Wipeout!

So we’ve been living in Scotland since the end of July (2017), and every single day has be absolutely amazing.  I cannot tell you all the incredible experiences I’ve had just in the short time we’ve been here, but I can tell you about one of the most awkward moments I’ve had to date.

At the end of September one of our friends was celebrating a milestone birthday, and his lovely wife decided to throw him a surprise birthday part to mark the occasion.  On the day of the event she asks me to come over and give her a hand is setting everything up.  Fine, no problem, I was very happy to help.

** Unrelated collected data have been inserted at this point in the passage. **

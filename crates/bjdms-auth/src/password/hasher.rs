//! Argon2id password hashing and verification.

use argon2::{
    Algorithm, Argon2, Params, Version,
    password_hash::{
        PasswordHash, PasswordHasher as ArgonHasher, PasswordVerifier, SaltString, rand_core::OsRng,
    },
};

use bjdms_core::error::AppError;

/// Argon2id with fixed parameters (m = 19 MiB, t = 2, p = 1).
///
/// Verification reads the parameters embedded in the stored hash, so hashes
/// produced with other parameters still verify.
#[derive(Debug, Clone)]
pub struct PasswordHasher {
    params: Params,
}

impl PasswordHasher {
    /// Creates a hasher with the production parameters.
    pub fn new() -> Self {
        Self {
            params: Params::DEFAULT,
        }
    }

    /// Cheap parameters so test suites stay fast.
    #[cfg(any(test, feature = "testing"))]
    pub fn for_tests() -> Self {
        Self {
            params: Params::new(1024, 1, 1, None).unwrap_or(Params::DEFAULT),
        }
    }

    fn argon2(&self) -> Argon2<'static> {
        Argon2::new(Algorithm::Argon2id, Version::V0x13, self.params.clone())
    }

    /// Hashes a plaintext password with a random salt, returning a PHC string.
    pub fn hash_password(&self, password: &str) -> Result<String, AppError> {
        let salt = SaltString::generate(&mut OsRng);

        let hash = self
            .argon2()
            .hash_password(password.as_bytes(), &salt)
            .map_err(|e| AppError::internal(format!("Password hashing failed: {e}")))?;

        Ok(hash.to_string())
    }

    /// Verifies a plaintext password against a stored hash.
    ///
    /// Returns `Ok(true)` if the password matches, `Ok(false)` if not.
    pub fn verify_password(&self, password: &str, hash: &str) -> Result<bool, AppError> {
        let parsed_hash = PasswordHash::new(hash)
            .map_err(|e| AppError::internal(format!("Invalid password hash format: {e}")))?;

        match self.argon2().verify_password(password.as_bytes(), &parsed_hash) {
            Ok(()) => Ok(true),
            Err(argon2::password_hash::Error::Password) => Ok(false),
            Err(e) => Err(AppError::internal(format!(
                "Password verification failed: {e}"
            ))),
        }
    }
}

impl Default for PasswordHasher {
    fn default() -> Self {
        Self::new()
    }
}

#[cfg(test)]
mod tests {
    use super::*;

    #[test]
    fn hash_then_verify() {
        let hasher = PasswordHasher::for_tests();
        let hash = hasher.hash_password("Secret123").unwrap();

        assert!(hash.starts_with("$argon2id$"));
        assert!(hasher.verify_password("Secret123", &hash).unwrap());
        assert!(!hasher.verify_password("Secret124", &hash).unwrap());
    }

    #[test]
    fn production_hasher_verifies_test_hashes() {
        let hash = PasswordHasher::for_tests().hash_password("Secret123").unwrap();
        assert!(PasswordHasher::new().verify_password("Secret123", &hash).unwrap());
    }

    #[test]
    fn corrupt_hash_is_an_error() {
        let hasher = PasswordHasher::for_tests();
        assert!(hasher.verify_password("Secret123", "not-a-hash").is_err());
    }
}
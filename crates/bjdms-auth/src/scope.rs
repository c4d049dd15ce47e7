//! Jurisdiction scope check.
//!
//! A caller may act on a target jurisdiction when it is their own or lies in
//! their subtree. Rank 1 bypasses the check; a caller without a jurisdiction
//! is always out of scope.

use std::sync::Arc;
use std::time::Duration;

use tracing::{debug, error, warn};
use uuid::Uuid;

use bjdms_core::error::{AppError, ErrorKind};
use bjdms_core::result::AppResult;
use bjdms_entity::jurisdiction::{JurisdictionHierarchy, JurisdictionScope, Reachability};
use bjdms_entity::user::CredentialStore;

use crate::deadline::with_deadline;

/// Longest ancestor chain walked before the data is treated as corrupt.
pub const MAX_HIERARCHY_DEPTH: usize = 16;

/// Resolves caller scope and answers subtree questions.
#[derive(Clone)]
pub struct ScopeChecker {
    credentials: Arc<dyn CredentialStore>,
    hierarchy: Arc<dyn JurisdictionHierarchy>,
    timeout: Duration,
}

impl std::fmt::Debug for ScopeChecker {
    fn fmt(&self, f: &mut std::fmt::Formatter<'_>) -> std::fmt::Result {
        f.debug_struct("ScopeChecker")
            .field("timeout", &self.timeout)
            .finish_non_exhaustive()
    }
}

impl ScopeChecker {
    /// Creates a new scope checker.
    pub fn new(
        credentials: Arc<dyn CredentialStore>,
        hierarchy: Arc<dyn JurisdictionHierarchy>,
        timeout: Duration,
    ) -> Self {
        Self {
            credentials,
            hierarchy,
            timeout,
        }
    }

    /// Whether a caller at `caller` with `rank` may act on `target`.
    pub async fn in_scope(&self, caller: Option<Uuid>, rank: i32, target: Uuid) -> AppResult<bool> {
        let scope = JurisdictionScope {
            jurisdiction_id: caller,
            rank,
        };
        if scope.is_super_authority() {
            return Ok(true);
        }
        let Some(caller) = caller else {
            return Ok(false);
        };
        if caller == target {
            return Ok(true);
        }

        let reach = with_deadline(
            self.timeout,
            "hierarchy lookup",
            self.hierarchy
                .is_descendant(caller, target, MAX_HIERARCHY_DEPTH),
        )
        .await
        .map_err(|e| lookup_failure("hierarchy lookup", e))?;

        match reach {
            Reachability::Descendant => Ok(true),
            Reachability::Unrelated => Ok(false),
            Reachability::DepthExceeded => {
                warn!(
                    caller = %caller,
                    target = %target,
                    max_depth = MAX_HIERARCHY_DEPTH,
                    "Jurisdiction hierarchy deeper than allowed; treating as out of scope"
                );
                Ok(false)
            }
        }
    }

    /// Jurisdiction and rank of a user.
    pub async fn caller_scope(&self, user_id: Uuid) -> AppResult<JurisdictionScope> {
        with_deadline(
            self.timeout,
            "authorization details lookup",
            self.credentials.get_user_auth_details(user_id),
        )
        .await
        .map_err(|e| match e.kind {
            ErrorKind::NotFound => {
                AppError::session_inactive("User authorization details not found")
            }
            _ => lookup_failure("authorization details lookup", e),
        })
    }

    /// Reject unless `user_id` may act on `target`.
    pub async fn require_scope(&self, user_id: Uuid, target: Uuid) -> AppResult<()> {
        let scope = self.caller_scope(user_id).await?;

        if scope.is_super_authority() {
            return Ok(());
        }
        if scope.jurisdiction_id.is_none() {
            return Err(AppError::forbidden(
                "You must be part of a committee to manage organizational units",
            ));
        }

        if self.in_scope(scope.jurisdiction_id, scope.rank, target).await? {
            Ok(())
        } else {
            debug!(user_id = %user_id, target = %target, "Target jurisdiction out of scope");
            Err(AppError::forbidden(
                "Access denied: Target jurisdiction is outside your area of responsibility",
            ))
        }
    }

    /// Reject unless `user_id` holds rank 1.
    pub async fn require_super_authority(&self, user_id: Uuid) -> AppResult<()> {
        if self.caller_scope(user_id).await?.is_super_authority() {
            Ok(())
        } else {
            Err(AppError::forbidden(
                "Only the central authority may perform this action",
            ))
        }
    }
}

fn lookup_failure(operation: &'static str, err: AppError) -> AppError {
    if err.kind == ErrorKind::ServiceUnavailable {
        return err;
    }
    error!(operation, error = %err, "Scope lookup failed; rejecting request");
    AppError::with_source(
        ErrorKind::ServiceUnavailable,
        "Authorization temporarily unavailable",
        err,
    )
}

She and I and another lass spent the morning wiping down patio furniture and halogen lights,  setting up a number of extra chairs, a buffet table, and a large outdoor tent – thank goodness I’ve had lots of practice at craft shows setting up those foolish things!  While we’re setting up the tent my friend accidentally stumbles into the flagstone patio and promptly breaks her pinky toe.  I cringe at the memory of the “crunch” her poor wee piggie made.  In spite of the pain and nausea she soldiered on though, because that’s what Scottish women do!

That evening, after a much needed shower and rest we returned to the party scene.  The house was packed with folks, and everyone was doing what strangers do at a party….milling about making small talk over glasses of champagne.  Men were clustered around the BBQ grill, beer in hand, talking about the latest football matches.  The hostess was running around like a chicken with her head cut off, making sure everyone had drinks and appetizers, offering introductions, and generally looking frazzled.  Of course, me being me, offered to give her a hand with the final dinner preparations.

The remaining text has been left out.